In the plane's charred and fractured wreckage, Nicaraguan troops found wallets they said belonged to the three Americans. One plastic-encased credential in Hasenfus' name bore his picture and indicated issue by the Salvadoran Air Force on July 20 of this year. It identified him as an "adviser" in the "USA" group at the Ilopango air base in San Salvador.
A similar reddish credential, its photo showing a man with a mustache, was in Sawger's name.
A third credential was issued to Cooper by a Miami-based air freight firm, Southern Air Transport. It was dated April 2, 1986, with a signature identified as that of personnel director Carl Holeva. The authenticity of the credentials could not be determined.
One wallet contained the business card of Capt. Humberto Villalta, an officer of the Salvadoran Navy. Another card belonged to P.J. Buechler of the State Department office that administered humanitarian aid for the contras during the past fiscal year.
In El Salvador, the U.S. Embassy said in a statement that Hasenfus "is not part of the U.S. military group here. He has no links with the U.S. Embassy. We don't know who he is."
The U.S. Embassy in Managua sent a diplomatic note to the Foreign Ministry requesting consular access to Hasenfus and additional information about the dead, according to Alberto Fernandez, the embassy spokesman, who said the embassy received no response. Fernandez said, "Neither the airplane nor its crew and cargo were financed by the U.S. government."
Sandinista troops removed from the wreckage about 70 new Soviet-made assault rifles, 100,000 rounds of rifle ammunition, about one dozen PG7 rockets and 150 pairs of combat boots, said Calderon, the Sandinista commander. Calderon said Nicaraguan intelligence had detected four other contra resupply flights from El Salvador since July. He asserted that the flights circle in from the Pacific Ocean over Costa Rica before looping north into Nicaragua.
[Earlier, Hasenfus told local journalists in San Carlos, near the crash site, that the flight began in Miami, picked him up in El Salvador, then went to Honduras, where it picked up a Nicaraguan, and entered Nicaraguan airspace from Costa Rica at a site called La Noca, The Associated Press reported.]
Calderon quoted Hasenfus as saying five contra resupply planes are parked at the Salvadoran Ilopango base. The downed plane was said to carry registry number C824, according to a log book Calderon held in his hands.

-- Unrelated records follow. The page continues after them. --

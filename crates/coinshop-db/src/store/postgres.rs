//! # PostgreSQL Store
//!
//! [`AccountStore`] backed by PostgreSQL through sqlx.
//!
//! ## Locking Model
//! ```text
//! ┌─────────────────────────────────────────────────────────────────────────┐
//! │  BEGIN                                                                  │
//! │  SET TRANSACTION ISOLATION LEVEL SERIALIZABLE                          │
//! │       │                                                                 │
//! │       ▼                                                                 │
//! │  SELECT balance FROM accounts WHERE id = $1 FOR UPDATE                 │
//! │       │   ← concurrent mutators of this account wait here              │
//! │       ▼                                                                 │
//! │  UPDATE / INSERT ...                                                   │
//! │       │                                                                 │
//! │       ▼                                                                 │
//! │  COMMIT   (40001 / 40P01 here or earlier → SerializationFailure)       │
//! └─────────────────────────────────────────────────────────────────────────┘
//! ```
//!
//! The row lock keeps contending writers queued instead of failing at
//! commit; SERIALIZABLE catches anything the lock does not cover.

use async_trait::async_trait;
use sqlx::{PgPool, Postgres, Transaction};
use tracing::debug;

use coinshop_core::{
    Account, AccountId, CatalogItem, Coins, InventoryItem, ItemId, LedgerEntry, NewAccount,
    PurchaseRecord, TransferView,
};

use super::{AccountStore, StoreTransaction};
use crate::error::DbResult;

/// PostgreSQL-backed store.
#[derive(Debug, Clone)]
pub struct PgStore {
    pool: PgPool,
}

impl PgStore {
    /// Creates a store over an existing pool.
    pub fn new(pool: PgPool) -> Self {
        PgStore { pool }
    }

    /// Returns the underlying pool.
    pub fn pool(&self) -> &PgPool {
        &self.pool
    }
}

#[async_trait]
impl AccountStore for PgStore {
    async fn begin(&self) -> DbResult<Box<dyn StoreTransaction>> {
        let mut tx = self.pool.begin().await?;

        // Must be the first statement of the transaction.
        sqlx::query("SET TRANSACTION ISOLATION LEVEL SERIALIZABLE")
            .execute(&mut *tx)
            .await?;

        Ok(Box::new(PgStoreTransaction { tx }))
    }

    async fn find_account_id(&self, username: &str) -> DbResult<Option<AccountId>> {
        let id = sqlx::query_scalar::<_, AccountId>("SELECT id FROM accounts WHERE username = $1")
            .bind(username)
            .fetch_optional(&self.pool)
            .await?;

        Ok(id)
    }

    async fn get_account(&self, id: AccountId) -> DbResult<Option<Account>> {
        let account = sqlx::query_as::<_, Account>(
            r#"
            SELECT id, username, balance
            FROM accounts
            WHERE id = $1
            "#,
        )
        .bind(id)
        .fetch_optional(&self.pool)
        .await?;

        Ok(account)
    }

    async fn find_by_credentials(
        &self,
        username: &str,
        password_hash: &str,
    ) -> DbResult<Option<Account>> {
        let account = sqlx::query_as::<_, Account>(
            r#"
            SELECT id, username, balance
            FROM accounts
            WHERE username = $1 AND password_hash = $2
            "#,
        )
        .bind(username)
        .bind(password_hash)
        .fetch_optional(&self.pool)
        .await?;

        Ok(account)
    }

    async fn create_account(&self, account: &NewAccount) -> DbResult<AccountId> {
        debug!(username = %account.username, "Inserting account");

        let id = sqlx::query_scalar::<_, AccountId>(
            r#"
            INSERT INTO accounts (username, password_hash, balance)
            VALUES ($1, $2, $3)
            RETURNING id
            "#,
        )
        .bind(&account.username)
        .bind(&account.password_hash)
        .bind(account.starting_balance)
        .fetch_one(&self.pool)
        .await?;

        Ok(id)
    }

    async fn find_item(&self, name: &str) -> DbResult<Option<CatalogItem>> {
        let item = sqlx::query_as::<_, CatalogItem>(
            "SELECT id, name, price FROM items WHERE name = $1",
        )
        .bind(name)
        .fetch_optional(&self.pool)
        .await?;

        Ok(item)
    }

    async fn insert_item(&self, name: &str, price: Coins) -> DbResult<CatalogItem> {
        let item = sqlx::query_as::<_, CatalogItem>(
            r#"
            INSERT INTO items (name, price)
            VALUES ($1, $2)
            RETURNING id, name, price
            "#,
        )
        .bind(name)
        .bind(price)
        .fetch_one(&self.pool)
        .await?;

        Ok(item)
    }

    async fn inventory(&self, account: AccountId) -> DbResult<Vec<InventoryItem>> {
        let items = sqlx::query_as::<_, InventoryItem>(
            r#"
            SELECT i.name, p.quantity
            FROM purchases p
            JOIN items i ON i.id = p.item_id
            WHERE p.account_id = $1
            ORDER BY i.name
            "#,
        )
        .bind(account)
        .fetch_all(&self.pool)
        .await?;

        Ok(items)
    }

    async fn transfer_history(&self, account: AccountId) -> DbResult<Vec<TransferView>> {
        let lines = sqlx::query_as::<_, TransferView>(
            r#"
            SELECT
                t.from_account_id,
                fa.username AS from_username,
                t.to_account_id,
                ta.username AS to_username,
                t.amount,
                t.created_at
            FROM transfers t
            JOIN accounts fa ON fa.id = t.from_account_id
            JOIN accounts ta ON ta.id = t.to_account_id
            WHERE t.from_account_id = $1 OR t.to_account_id = $1
            ORDER BY t.created_at, t.id
            "#,
        )
        .bind(account)
        .fetch_all(&self.pool)
        .await?;

        Ok(lines)
    }
}

// =============================================================================
// Transaction
// =============================================================================

/// Open PostgreSQL transaction.
///
/// sqlx rolls the transaction back if this is dropped before `commit`.
pub struct PgStoreTransaction {
    tx: Transaction<'static, Postgres>,
}

#[async_trait]
impl StoreTransaction for PgStoreTransaction {
    async fn lock_balance(&mut self, account: AccountId) -> DbResult<Option<Coins>> {
        let balance = sqlx::query_scalar::<_, Coins>(
            "SELECT balance FROM accounts WHERE id = $1 FOR UPDATE",
        )
        .bind(account)
        .fetch_optional(&mut *self.tx)
        .await?;

        Ok(balance)
    }

    async fn adjust_balance(&mut self, account: AccountId, delta: Coins) -> DbResult<u64> {
        let result = sqlx::query("UPDATE accounts SET balance = balance + $1 WHERE id = $2")
            .bind(delta)
            .bind(account)
            .execute(&mut *self.tx)
            .await?;

        Ok(result.rows_affected())
    }

    async fn append_transfer(
        &mut self,
        from: AccountId,
        to: AccountId,
        amount: Coins,
    ) -> DbResult<LedgerEntry> {
        let entry = sqlx::query_as::<_, LedgerEntry>(
            r#"
            INSERT INTO transfers (from_account_id, to_account_id, amount)
            VALUES ($1, $2, $3)
            RETURNING id, from_account_id, to_account_id, amount, created_at
            "#,
        )
        .bind(from)
        .bind(to)
        .bind(amount)
        .fetch_one(&mut *self.tx)
        .await?;

        Ok(entry)
    }

    async fn upsert_purchase(
        &mut self,
        account: AccountId,
        item: ItemId,
    ) -> DbResult<PurchaseRecord> {
        let quantity = sqlx::query_scalar::<_, i32>(
            r#"
            INSERT INTO purchases (account_id, item_id, quantity)
            VALUES ($1, $2, 1)
            ON CONFLICT (account_id, item_id) DO UPDATE SET
                quantity = purchases.quantity + 1
            RETURNING quantity
            "#,
        )
        .bind(account)
        .bind(item)
        .fetch_one(&mut *self.tx)
        .await?;

        Ok(PurchaseRecord {
            account_id: account,
            item_id: item,
            quantity,
        })
    }

    async fn commit(self: Box<Self>) -> DbResult<()> {
        let PgStoreTransaction { tx } = *self;
        tx.commit().await?;
        Ok(())
    }

    async fn rollback(self: Box<Self>) -> DbResult<()> {
        let PgStoreTransaction { tx } = *self;
        tx.rollback().await?;
        Ok(())
    }
}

None of the three Americans appeared to be active-duty U.S. military personnel. Hasenfus reportedly said he served in the U.S. military in Vietnam until 1972 and had "continued to do the same work he did in Vietnam."
In Tegucigalpa, a contra spokesman said by telephone that all of his group's aircraft were accounted for undamaged "in their airports."
Carlos Icaza of the Nicaraguan Democratic Force (FDN), which with an estimated 14,000 men, is the largest contra force, said the group sometimes accepts aid, including air resupply of its field fighters, from "private volunteers."
But the contra leader said that in recent weeks no organization made any attempt to coordinate such assistance with the FDN.
Icaza said the CIA has not been involved in resupplying contra rebels with flights over Nicaragua since its mandate to provide aid was suspended in 1984. He said no U.S.-supported contra group currently has enough funds to obtain an airplane such as the C123.
The C123 is a twin-engine cargo craft that has been in production, with various models, since Fairchild introduced it in the 1950s. It has been a staple troop carrier for the U.S. Air Force and was in heavy use in Vietnam.